The topmost priority will be improving care for the growing numbers of wounded returning from Iraq and Afghanistan, including those with severe brain injuries. Advances in frontline care allow more soldiers to survive grievous wounds, but many of these veterans require long-term rehabilitation and care from the VA.  

Adding to the physical injuries of war are combat-related mental illnesses. Nearly 34,000 veterans have been diagnosed with possible post-traumatic stress disorder (PTSD) since 2001. VA Under Secretary Michael J. Kussman told a Senate panel in June 2008 that his agency had taken steps “to ensure they receive prompt and efficient services for PTSD and other mental disorders,” Kussman said. He promised that in fiscal 2009, “funding enhancements will close gaps in services and allow us to implement a more comprehensive and uniform package of clinical services for PTSD and other disorders.” 

The VA has been a pace-setter in use of technology to improve medical record keeping. Both veterans and their physicians have benefited from the VA’s early adoption of paperless medical records, and other public and private health systems have sought to build on the VA’s success. VA physicians and scientists conduct extensive research, with results benefiting the general public as well as war veterans. Still, it took the VA years to recognize the problems that veterans of the first Gulf War faced from exposure to toxins on those battlefields in 1991.
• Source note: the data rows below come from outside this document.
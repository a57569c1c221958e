//! External quote source client.
//!
//! This crate talks to the third-party public quotes API that supplies
//! fallback content when a create request arrives without a complete
//! `quote`/`author` pair. The HTTP client lives behind the
//! [`QuoteSourceTrait`] so callers (and tests) can swap the implementation.

mod errors;
mod models;
mod provider;

pub use errors::SourceError;
pub use models::SourceQuote;
pub use provider::{QuoteSourceTrait, RestQuoteSource, DEFAULT_SOURCE_URL};
mod quotes;

use std::sync::Arc;

use axum::{http::StatusCode, response::IntoResponse, Json, Router};
use serde_json::json;
use tower_http::{cors::CorsLayer, trace::TraceLayer};

use crate::main_lib::AppState;

pub fn app_router(state: Arc<AppState>) -> Router {
    Router::new()
        .merge(quotes::router())
        .fallback(not_found)
        .layer(TraceLayer::new_for_http())
        .layer(CorsLayer::permissive())
        .with_state(state)
}

async fn not_found() -> impl IntoResponse {
    (StatusCode::NOT_FOUND, Json(json!({ "message": "Not found" })))
}
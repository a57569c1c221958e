//! Single-writer actor for SQLite.
//!
//! SQLite allows one writer at a time. Instead of letting pooled connections
//! race for the write lock, all mutations are funneled through one actor
//! task that owns a dedicated connection and runs each job inside an
//! immediate transaction.

use std::any::Any;

use diesel::SqliteConnection;
use tokio::sync::{mpsc, oneshot};

use super::DbPool;
use crate::errors::StorageError;
use quotable_core::errors::Result;

// A write job: runs against the actor's connection, reply type erased so one
// channel can carry jobs with different return types.
type Job = Box<dyn FnOnce(&mut SqliteConnection) -> Result<Box<dyn Any + Send + 'static>> + Send + 'static>;
type Reply = oneshot::Sender<Result<Box<dyn Any + Send + 'static>>>;

/// Handle for sending jobs to the writer actor.
#[derive(Clone)]
pub struct WriteHandle {
    tx: mpsc::Sender<(Job, Reply)>,
}

impl WriteHandle {
    /// Execute a database job on the writer's dedicated connection and wait
    /// for its result.
    pub async fn exec<F, T>(&self, job: F) -> Result<T>
    where
        F: FnOnce(&mut SqliteConnection) -> Result<T> + Send + 'static,
        T: Send + Any + 'static,
    {
        let (ret_tx, ret_rx) = oneshot::channel();

        self.tx
            .send((
                Box::new(move |conn| job(conn).map(|v| Box::new(v) as Box<dyn Any + Send>)),
                ret_tx,
            ))
            .await
            .expect("Writer actor's receiving channel was closed, indicating the actor stopped.");

        ret_rx
            .await
            .expect("Writer actor dropped the reply sender without sending a result.")
            .map(|boxed| {
                *boxed
                    .downcast::<T>()
                    .unwrap_or_else(|_| panic!("Failed to downcast writer actor result."))
            })
    }
}

/// Spawn the background writer task. The returned handle is cheap to clone;
/// the actor terminates once every handle is dropped.
pub fn spawn_writer(pool: DbPool) -> WriteHandle {
    let (tx, mut rx) = mpsc::channel::<(Job, Reply)>(1024);

    tokio::spawn(async move {
        let mut conn = pool
            .get()
            .expect("Failed to get a connection from the DB pool for the writer actor.");

        while let Some((job, reply_tx)) = rx.recv().await {
            let result = conn
                .immediate_transaction::<_, StorageError, _>(|c| job(c).map_err(StorageError::from))
                .map_err(|e: StorageError| e.into());

            // Receiver may have been dropped; nothing to do then.
            let _ = reply_tx.send(result);
        }
    });

    WriteHandle { tx }
}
Kussman said the reality of VA health care differs from the public perception. “Although the quality of VA health care has been found equal to, and often superior to, that furnished elsewhere, the popular perception of the quality of VA care is sometimes less favorable,” Kussman told Congress last June. “This is unfortunate and undeserved. Some continue to believe that health care services furnished by a government system can never be as good as those delivered by the private sector. In many cases, we have not done enough to educate the public about VA's many achievements and outstanding programs. And we could do more to ensure our own health care employees are informed about the Department's recognized awards and achievements outside their own areas of expertise.”   

Key Relationships – Within the Department or Agency:

Secretary and Deputy Secretary
Assistant Secretary for Management, Veterans Health Administration
Assistant Secretary for Information Technology, Veterans Health Administration
Assistant Secretary for Policy and Planning, Veterans Health Admnistration

Organizational Chart

Key Relationships – Within the Government:

Assistant Secretary for Health Affairs, Department of Defense
Assistant Secretary for Health, Department of Health and Human Services
Surgeons General, Department of Defense

Key Relationships – Outside the Government:

State Veterans Affairs Offices
Veterans’ interest groups
American Medical Association
American Hospital Association
Allied medical groups

Nomination Referred to:

Senate Committee on Veterans Affairs

Current Position Profile:

1. Robert A. Petzel (Confirmed: Feb 11, 2010). Former acting principal under secretary for health, Veterans Health Administration. Veterans Affairs Department, network director of Midwest health-care network.

Recent Position Profiles:


2. Michael J. Kussman, M.D. (Confirmed 2007). Retired brigadier general. Former commander of Brooke Army Medical Center, Walter Reed Hospital and Europe Regional Medical Command. Responsible for Army health care throughout Europe, the Middle East and Africa. Board-certified internist.

3. Jonathan B. Perlin, M.D., Ph.D. (2005-2006). Former medical director for quality at the Medical College of Virginia Hospitals/Virginia Commonwealth University Health System.  Ph.D. in pharmacology. Now chief medical officer and senior vice president for Hospital Corporation of America.

4. Robert H. Roswell, M.D. (2002– 2004). University of Oklahoma Health Sciences Center professor of medicine. Executive Director of Persian Gulf Veterans Coordinating Board. Expert on management of chronic diseases.